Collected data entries
Segment Open

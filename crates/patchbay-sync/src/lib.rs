//! Keeping a synthesis backend in sync with a patch.
//!
//! [`PatchSession`] owns a [`PatchGraph`](patchbay_core::PatchGraph), the
//! recompute [`Engine`](patchbay_core::Engine) and a [`Dispatcher`]. Edits
//! post events; [`PatchSession::process_pending()`] folds any burst of
//! events into one recompute and one dispatched [`ParameterUpdate`].
//!
//! # Example
//!
//! ```rust
//! use std::sync::Arc;
//! use patchbay_config::{DispatchMode, SessionConfig};
//! use patchbay_core::{Param, ParamValue};
//! use patchbay_sync::{MemorySink, PatchSession, Processed};
//!
//! let mut config = SessionConfig::default();
//! config.dispatch.mode = DispatchMode::Inline;
//!
//! let sink = MemorySink::new();
//! let mut session = PatchSession::new(&config, Arc::new(sink.clone())).unwrap();
//!
//! let attack = session.create_node("attack").unwrap();
//! let adsr = session.create_node("adsr").unwrap();
//! session.add_connection(attack, "value", adsr, "attack").unwrap();
//!
//! assert!(matches!(session.process_pending(), Processed::Dispatched { .. }));
//! let update = sink.last().unwrap();
//! assert_eq!(update.snapshot.get(Param::Attack), ParamValue::Defined(0.1));
//! assert_eq!(update.snapshot.get(Param::Decay), ParamValue::Undefined);
//! ```

mod dispatcher;
mod error;
mod session;
mod sink;
mod update;

pub use dispatcher::{Completion, DispatchStats, Dispatcher};
pub use error::SyncError;
pub use patchbay_config::DispatchMode;
pub use session::{GraphEvent, GraphEventSender, PatchSession, Processed};
pub use sink::{Ack, JsonLinesSink, MemorySink, ParameterSink, SinkError, TracingSink};
pub use update::{ParameterUpdate, SnapshotVersion};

Segment Closed

EXERCISE
Filter the entries and keep only the lines holding "SessionConfig".

SOLUTION FOR THIS TASK
//! use patchbay_config::{DispatchMode, SessionConfig};
//! let mut config = SessionConfig::default();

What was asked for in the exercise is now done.